A quarter-century after New Jersey legalized gambling, Atlantic City is itching to morph into a classier gambling mecca that will attract more Harrys and fewer Dottys and Mary Lous. But the simple reality that Atlantic City already has nearly as high gambling revenues as Las Vegas makes everyone a little nervous, and more than a little protective of the status quo.

"When I tell people this -- even smart businessmen -- they look at me like I'm crazy," says Donald Trump. "So we have to be doing something right."

But Las Vegas, as Trump well knows, makes almost half of its total revenues in nongambling operations -- hotels, food and beverage, entertainment and shopping -- while the comparable figure for Atlantic City is only 20 percent. "We have to redesign ourselves like Las Vegas did and become more of a destination resort," says Speros A. Batistatos, president and chief executive officer of the Atlantic City Convention & Visitors Authority. That means many more hotel rooms, activities that can attract nongambling family members, and a lot more flights into Atlantic City's vastly underused airport. It also means overcoming a deep-seated image problem as a second-rate town. "If there were a slogan for Atlantic City," says Jason Ader, a gaming, lodging and leisure industry analyst for Bear, Stearns & Co., "it might be the words of comedian Rodney Dangerfield: ëI don't get no respect.'"

It is in light of Atlantic City's tremendous desire to be taken seriously as an eventual Vegas-style destination resort that the campaign mounted by casino operators and other boosters can best be understood. Decayed housing and similar signs of urban blight have been demolished and replaced with $200 million in new, publicly subsidized residences and green spaces. The entrance to the city has had an $85 million makeover so that visitors are now welcomed by waterfalls and fountains and a 90-foot-tall laser lighthouse. A $268 million convention center, second in size only to New York's Jacob Javits Center in the Northeast, opened four years ago. And this past July a $330 million tunnel was opened, considerably easing traffic flows.

In terms of private investment, the most visible evidence of a new era will be The Borgata, a casino resort jointly owned by Boyd Gaming and MGM Mirage that is scheduled to open in the summer of 2003. The Borgata hopes that it will attract more upscale players than the usual Atlantic City casino resort. "We did a lot of market research and focus groups," says Boughner, The Borgata's boss. "What we heard at all levels was that people wanted to trade up." They wanted more hotel rooms, better meals and shows, even luxury goods stores -- in short, something to do in Atlantic City besides gamble.

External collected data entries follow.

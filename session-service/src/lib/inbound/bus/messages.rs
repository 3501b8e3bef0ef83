use serde::Deserialize;
use serde::Serialize;
use serde_json::Map;
use serde_json::Value;

use crate::session::errors::ErrorCode;
use crate::session::errors::UsernameError;
use crate::session::models::EmailAddress;
use crate::session::models::NewUser;
use crate::session::models::Username;

/// Registration request body.
///
/// Fields beyond the credential triple are collected verbatim and handed to
/// the directory as the profile (display name, birth date, and so on).
#[derive(Debug, Deserialize)]
#[serde(rename_all = "camelCase")]
pub struct RegisterRequest {
    pub username: String,
    pub email: String,
    pub password: String,
    #[serde(flatten)]
    pub profile: Map<String, Value>,
}

impl RegisterRequest {
    /// Validate identity fields and build the domain command.
    pub fn into_domain(self) -> Result<NewUser, String> {
        let username = Username::new(self.username).map_err(|e: UsernameError| e.to_string())?;
        let email = EmailAddress::new(self.email).map_err(|e| e.to_string())?;
        Ok(NewUser {
            username,
            email,
            password: self.password,
            profile: self.profile,
        })
    }
}

/// Login request body; a single identifier matched as email or username.
#[derive(Debug, Deserialize)]
#[serde(rename_all = "camelCase")]
pub struct LoginRequest {
    pub username_or_email: String,
    pub password: String,
}

/// Refresh request body: the raw `Bearer `-prefixed refresh token.
#[derive(Debug, Deserialize)]
#[serde(transparent)]
pub struct RefreshRequest(pub String);

/// Validation request body: the raw access token.
#[derive(Debug, Deserialize)]
#[serde(transparent)]
pub struct ValidateJwtRequest(pub String);

/// Hashing request body: the plaintext to digest.
#[derive(Debug, Deserialize)]
#[serde(transparent)]
pub struct HashPasswordRequest(pub String);

/// Business-error reply body, e.g. `{"statusCode":2002,"error":"User already exists"}`.
#[derive(Debug, Serialize)]
#[serde(rename_all = "camelCase")]
pub struct BusinessErrorBody {
    pub status_code: u16,
    pub error: String,
}

impl BusinessErrorBody {
    pub fn new(code: ErrorCode) -> Self {
        Self {
            status_code: code.code(),
            error: code.message().to_string(),
        }
    }

    pub fn with_message(code: ErrorCode, message: impl Into<String>) -> Self {
        Self {
            status_code: code.code(),
            error: message.into(),
        }
    }

    pub fn into_value(self) -> Value {
        serde_json::json!({
            "statusCode": self.status_code,
            "error": self.error,
        })
    }
}

#[cfg(test)]
mod tests {
    use super::*;

    #[test]
    fn test_register_request_collects_profile() {
        let body = r#"{
            "username": "alice",
            "email": "a@x.com",
            "password": "p",
            "displayName": "Alice",
            "birthDate": "1990-04-01"
        }"#;

        let request: RegisterRequest = serde_json::from_str(body).unwrap();
        assert_eq!(request.profile.len(), 2);

        let new_user = request.into_domain().unwrap();
        assert_eq!(new_user.username.as_str(), "alice");
        assert_eq!(new_user.profile["displayName"], "Alice");
    }

    #[test]
    fn test_register_request_rejects_bad_email() {
        let body = r#"{"username":"alice","email":"nope","password":"p"}"#;
        let request: RegisterRequest = serde_json::from_str(body).unwrap();
        assert!(request.into_domain().is_err());
    }

    #[test]
    fn test_business_error_body_shape() {
        let body = BusinessErrorBody::new(ErrorCode::UserExists);
        let json = serde_json::to_value(&body).unwrap();
        assert_eq!(json["statusCode"], 2002);
        assert_eq!(json["error"], "User already exists");
    }

    #[test]
    fn test_transparent_token_payloads() {
        let refresh: RefreshRequest = serde_json::from_str(r#""Bearer abc""#).unwrap();
        assert_eq!(refresh.0, "Bearer abc");
    }
}
use thiserror::Error;

/// Error type for password operations.
#[derive(Debug, Clone, Error)]
pub enum PasswordError {
    #[error("Password hashing failed: {0}")]
    HashingFailed(String),

    #[error("Stored digest is not a valid PHC string: {0}")]
    MalformedDigest(String),
}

The public clamor, apparently, was so great that The Borgata redrew its blueprint, almost doubling its hotel space to 2,010 guest rooms, raising a rose bronze, 40-story tower and fitting in 11 restaurants, a spa, boutiques and three acres of gambling space. Even before ground was broken, The Borgata -- which means "hamlet" in Italian -- had outgrown its name and its original Tuscan village theme. "We now see its design as a juxtaposition of traditional Tuscany and modern Milan," says Boughner, who has hung a framed motto on the corridor wall outside his office that reads: "The chief enemy of creativity is 'good taste.' "

Boughner, a brawny 48-year-old New Yorker who headed to Las Vegas as a teenager and stayed, talks with the MBA vocabulary that casino operators affect nowadays. When he remembers the magic moment that persuaded him to become a casino executive -- the very first time he emptied the slot machines at a Vegas hotel -- he makes it sound like an accounting experience: "I could see the economics of this business was pretty compelling." To explain why Atlantic City casinos must be prepared to invest money in classier boutiques, restaurants and entertainment, even though returns from these luxury businesses will be less than those from gambling, Boughner uses the analogy of a supermarket. "Snack foods provide the highest profit margins and the butcher section the lowest," he says. "But unless you deliver the entire retail experience, you risk losing customers. If you don't offer sirloin, you won't get a chance to sell the Doritos."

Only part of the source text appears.